* Data provided
——
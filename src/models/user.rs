//! Principal model and related types

use serde::{Deserialize, Serialize};

use crate::error::EngineError;

/// Account type slug (string identifier)
#[derive(Debug, Clone, Copy, PartialEq, Eq, Serialize, Deserialize)]
#[serde(rename_all = "lowercase")]
pub enum AccountTypeSlug {
    Guest,
    Reader,
    Librarian,
    Admin,
}

impl AccountTypeSlug {
    pub fn as_str(&self) -> &'static str {
        match self {
            AccountTypeSlug::Guest => "guest",
            AccountTypeSlug::Reader => "reader",
            AccountTypeSlug::Librarian => "librarian",
            AccountTypeSlug::Admin => "admin",
        }
    }
}

impl std::fmt::Display for AccountTypeSlug {
    fn fmt(&self, f: &mut std::fmt::Formatter<'_>) -> std::fmt::Result {
        write!(f, "{}", self.as_str())
    }
}

impl std::str::FromStr for AccountTypeSlug {
    type Err = String;

    fn from_str(s: &str) -> Result<Self, Self::Err> {
        match s.to_lowercase().as_str() {
            "guest" => Ok(AccountTypeSlug::Guest),
            "reader" => Ok(AccountTypeSlug::Reader),
            "librarian" => Ok(AccountTypeSlug::Librarian),
            "admin" => Ok(AccountTypeSlug::Admin),
            _ => Err(format!("Invalid account type slug: {}", s)),
        }
    }
}

/// Authenticated caller as supplied by the identity service
///
/// The engine only serves readers; token issuance and verification happen
/// upstream.
#[derive(Debug, Clone, Serialize, Deserialize)]
pub struct Principal {
    pub reader_id: i64,
    pub account_type: AccountTypeSlug,
}

impl Principal {
    pub fn reader(reader_id: i64) -> Self {
        Self {
            reader_id,
            account_type: AccountTypeSlug::Reader,
        }
    }

    /// Mutating circulation calls are reader-only
    pub fn require_reader(&self) -> Result<(), EngineError> {
        if self.account_type == AccountTypeSlug::Reader {
            Ok(())
        } else {
            Err(EngineError::Forbidden(
                "Circulation operations require a reader account".to_string(),
            ))
        }
    }
}
//! Eligibility rules for loan and reservation extensions
//!
//! Pure functions over entity snapshots and a supplied `now`. The stores
//! call these before mutating anything; the same predicates back the
//! "can I extend?" queries of the presentation layer.

use chrono::{DateTime, Utc};

use crate::{
    config::{LoanPolicy, ReservationPolicy},
    models::{
        enums::ReservationStatus,
        loan::Loan,
        reservation::Reservation,
    },
};

const SECONDS_PER_DAY: i64 = 86_400;

/// Whole days from `now` until `when`, rounded up
///
/// Negative once `when` has passed.
pub fn days_until(when: DateTime<Utc>, now: DateTime<Utc>) -> i64 {
    (when - now)
        .num_seconds()
        .saturating_add(SECONDS_PER_DAY - 1)
        .div_euclid(SECONDS_PER_DAY)
}

/// Why a loan extension is denied
#[derive(Debug, Clone, Copy, PartialEq, Eq)]
pub enum ExtendLoanDenial {
    /// Another reader holds an active claim on the book
    ReservedByOther,
    /// The extension cap has been reached
    MaxExtensionsReached,
    /// The due date is still outside the extension window
    OutsideWindow,
}

/// First reason the loan cannot be extended, if any
///
/// Overdue loans (negative days remaining) still fall inside the window;
/// that permissiveness is deliberate and pinned by tests.
pub fn extend_loan_denial(
    loan: &Loan,
    reserved_by_other: bool,
    now: DateTime<Utc>,
    policy: &LoanPolicy,
) -> Option<ExtendLoanDenial> {
    if reserved_by_other {
        return Some(ExtendLoanDenial::ReservedByOther);
    }
    if loan.extension_count >= policy.max_extensions {
        return Some(ExtendLoanDenial::MaxExtensionsReached);
    }
    if days_until(loan.due_date, now) > policy.extension_window_days {
        return Some(ExtendLoanDenial::OutsideWindow);
    }
    None
}

pub fn can_extend_loan(
    loan: &Loan,
    reserved_by_other: bool,
    now: DateTime<Utc>,
    policy: &LoanPolicy,
) -> bool {
    extend_loan_denial(loan, reserved_by_other, now, policy).is_none()
}

/// Why a reservation extension is denied
#[derive(Debug, Clone, Copy, PartialEq, Eq)]
pub enum ExtendReservationDenial {
    /// Only READY reservations have a pickup window to extend
    NotReady,
    /// No expiry date to push forward
    NoExpiry,
    /// Too early; the pickup window has more than the allowed days left
    OutsideWindow,
}

/// First reason the reservation cannot be extended, if any
///
/// An already expired READY reservation (negative days remaining) still
/// passes the window check, matching the loan rule above.
pub fn extend_reservation_denial(
    reservation: &Reservation,
    now: DateTime<Utc>,
    policy: &ReservationPolicy,
) -> Option<ExtendReservationDenial> {
    if reservation.status != ReservationStatus::Ready {
        return Some(ExtendReservationDenial::NotReady);
    }
    let expires_at = match reservation.expires_at {
        Some(expires_at) => expires_at,
        None => return Some(ExtendReservationDenial::NoExpiry),
    };
    if days_until(expires_at, now) > policy.extension_window_days {
        return Some(ExtendReservationDenial::OutsideWindow);
    }
    None
}

pub fn can_extend_reservation(
    reservation: &Reservation,
    now: DateTime<Utc>,
    policy: &ReservationPolicy,
) -> bool {
    extend_reservation_denial(reservation, now, policy).is_none()
}

/// A READY reservation whose pickup window has passed
pub fn is_reservation_stale(reservation: &Reservation, now: DateTime<Utc>) -> bool {
    reservation.status == ReservationStatus::Ready
        && reservation.expires_at.is_some_and(|expires_at| expires_at < now)
}

#[cfg(test)]
mod tests {
    use super::*;
    use crate::models::enums::LoanStatus;
    use chrono::Duration;

    fn loan(due_in: Duration, extension_count: i16, now: DateTime<Utc>) -> Loan {
        Loan {
            id: 1,
            book_id: 1,
            reader_id: 1,
            status: LoanStatus::Active,
            due_date: now + due_in,
            extension_count,
            notes: None,
            created_at: now - Duration::days(7),
            returned_at: None,
        }
    }

    fn ready_reservation(expires_in: Option<Duration>, now: DateTime<Utc>) -> Reservation {
        Reservation {
            id: 1,
            book_id: 1,
            reader_id: 1,
            status: ReservationStatus::Ready,
            queue_position: 1,
            expires_at: expires_in.map(|d| now + d),
            created_at: now - Duration::days(1),
            updated_at: now - Duration::days(1),
        }
    }

    #[test]
    fn test_days_until_rounds_up() {
        let now = Utc::now();
        assert_eq!(days_until(now + Duration::days(10), now), 10);
        assert_eq!(days_until(now + Duration::hours(1), now), 1);
        assert_eq!(days_until(now, now), 0);
        assert_eq!(days_until(now - Duration::hours(1), now), 0);
        assert_eq!(days_until(now - Duration::hours(25), now), -1);
    }

    #[test]
    fn test_can_extend_loan_inside_window() {
        let now = Utc::now();
        let policy = LoanPolicy::default();
        assert!(can_extend_loan(&loan(Duration::days(10), 2, now), false, now, &policy));
    }

    #[test]
    fn test_cannot_extend_loan_at_cap() {
        let now = Utc::now();
        let policy = LoanPolicy::default();
        // cap wins regardless of due date
        assert_eq!(
            extend_loan_denial(&loan(Duration::days(10), 3, now), false, now, &policy),
            Some(ExtendLoanDenial::MaxExtensionsReached)
        );
        assert_eq!(
            extend_loan_denial(&loan(Duration::days(-5), 3, now), false, now, &policy),
            Some(ExtendLoanDenial::MaxExtensionsReached)
        );
    }

    #[test]
    fn test_cannot_extend_loan_outside_window() {
        let now = Utc::now();
        let policy = LoanPolicy::default();
        assert_eq!(
            extend_loan_denial(&loan(Duration::days(15), 0, now), false, now, &policy),
            Some(ExtendLoanDenial::OutsideWindow)
        );
        // boundary: exactly 14 days is allowed
        assert!(can_extend_loan(&loan(Duration::days(14), 0, now), false, now, &policy));
    }

    #[test]
    fn test_reservation_conflict_blocks_extension() {
        let now = Utc::now();
        let policy = LoanPolicy::default();
        assert_eq!(
            extend_loan_denial(&loan(Duration::days(10), 0, now), true, now, &policy),
            Some(ExtendLoanDenial::ReservedByOther)
        );
    }

    #[test]
    fn test_overdue_loan_still_extendable() {
        // negative days remaining satisfy the window check
        let now = Utc::now();
        let policy = LoanPolicy::default();
        assert!(can_extend_loan(&loan(Duration::days(-30), 1, now), false, now, &policy));
    }

    #[test]
    fn test_can_extend_reservation_close_to_expiry() {
        let now = Utc::now();
        let policy = ReservationPolicy::default();
        assert!(can_extend_reservation(&ready_reservation(Some(Duration::days(2)), now), now, &policy));
    }

    #[test]
    fn test_cannot_extend_reservation_too_early() {
        let now = Utc::now();
        let policy = ReservationPolicy::default();
        assert_eq!(
            extend_reservation_denial(&ready_reservation(Some(Duration::days(5)), now), now, &policy),
            Some(ExtendReservationDenial::OutsideWindow)
        );
    }

    #[test]
    fn test_expired_reservation_still_extendable() {
        // negative days remaining satisfy the window check
        let now = Utc::now();
        let policy = ReservationPolicy::default();
        assert!(can_extend_reservation(&ready_reservation(Some(Duration::hours(-12)), now), now, &policy));
    }

    #[test]
    fn test_pending_reservation_not_extendable() {
        let now = Utc::now();
        let policy = ReservationPolicy::default();
        let mut reservation = ready_reservation(Some(Duration::days(2)), now);
        reservation.status = ReservationStatus::Pending;
        assert_eq!(
            extend_reservation_denial(&reservation, now, &policy),
            Some(ExtendReservationDenial::NotReady)
        );
    }

    #[test]
    fn test_missing_expiry_never_extendable() {
        let now = Utc::now();
        let policy = ReservationPolicy::default();
        assert_eq!(
            extend_reservation_denial(&ready_reservation(None, now), now, &policy),
            Some(ExtendReservationDenial::NoExpiry)
        );
    }

    #[test]
    fn test_stale_detection() {
        let now = Utc::now();
        assert!(is_reservation_stale(&ready_reservation(Some(Duration::hours(-1)), now), now));
        assert!(!is_reservation_stale(&ready_reservation(Some(Duration::hours(1)), now), now));
        assert!(!is_reservation_stale(&ready_reservation(None, now), now));

        let mut pending = ready_reservation(Some(Duration::hours(-1)), now);
        pending.status = ReservationStatus::Pending;
        assert!(!is_reservation_stale(&pending, now));
    }
}
//! Loan (borrow) model and related types

use chrono::{DateTime, Utc};
use serde::{Deserialize, Serialize};

use super::enums::LoanStatus;

/// Loan record
#[derive(Debug, Clone, Serialize, Deserialize)]
pub struct Loan {
    pub id: i64,
    pub book_id: i64,
    pub reader_id: i64,
    pub status: LoanStatus,
    pub due_date: DateTime<Utc>,
    pub extension_count: i16,
    pub notes: Option<String>,
    pub created_at: DateTime<Utc>,
    pub returned_at: Option<DateTime<Utc>>,
}

impl Loan {
    /// An active loan past its due date
    pub fn is_overdue(&self, now: DateTime<Utc>) -> bool {
        self.status == LoanStatus::Active && self.due_date < now
    }
}

/// Loan with derived fields for display
#[derive(Debug, Clone, Serialize, Deserialize)]
pub struct LoanDetails {
    pub id: i64,
    pub book_id: i64,
    pub status: LoanStatus,
    pub due_date: DateTime<Utc>,
    pub extension_count: i16,
    pub created_at: DateTime<Utc>,
    pub is_overdue: bool,
}

impl LoanDetails {
    pub fn from_loan(loan: &Loan, now: DateTime<Utc>) -> Self {
        Self {
            id: loan.id,
            book_id: loan.book_id,
            status: loan.status,
            due_date: loan.due_date,
            extension_count: loan.extension_count,
            created_at: loan.created_at,
            is_overdue: loan.is_overdue(now),
        }
    }
}

/// Fields of a loan not assigned by the store
#[derive(Debug, Clone)]
pub struct NewLoan {
    pub book_id: i64,
    pub reader_id: i64,
    pub due_date: DateTime<Utc>,
    pub created_at: DateTime<Utc>,
}
//! Circulation lifecycle engine
//!
//! Composes the loan and reservation stores, the eligibility rules, the
//! clock and the book catalog into the reader-facing operations, and
//! enforces the invariants that span both stores:
//!
//! - at most one ACTIVE loan per book
//! - at most one READY claim per book, any number of PENDING behind it
//! - the book's catalog status always reflects the aggregate loan and
//!   reservation state
//!
//! Every mutating operation runs under a per-book async mutex, so two
//! readers racing for the same book get exactly one winner; the loser
//! receives a precise error. Multi-store writes are pre-validated and
//! rolled back if a later step fails, so a collaborator failure never
//! leaves half a transaction behind.

use std::collections::HashMap;
use std::sync::Arc;

use tokio::sync::{Mutex, OwnedMutexGuard};

use crate::{
    error::{EngineError, EngineResult},
    models::{
        book::Book,
        enums::{BookStatus, ReservationStatus},
        loan::{Loan, LoanDetails},
        reservation::Reservation,
        user::Principal,
    },
    repository::Repository,
};

use super::{
    clock::Clock,
    eligibility,
    catalog::BookCatalog,
    loans::LoansService,
    reservations::ReservationsService,
};

#[derive(Clone)]
pub struct CirculationService {
    repository: Repository,
    catalog: Arc<dyn BookCatalog>,
    clock: Arc<dyn Clock>,
    loans: LoansService,
    reservations: ReservationsService,
    book_locks: Arc<Mutex<HashMap<i64, Arc<Mutex<()>>>>>,
}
——
* Problem to solve
Line count for the string "Repository": state how many lines in the data contain it, and output nothing else.

* Written answer
2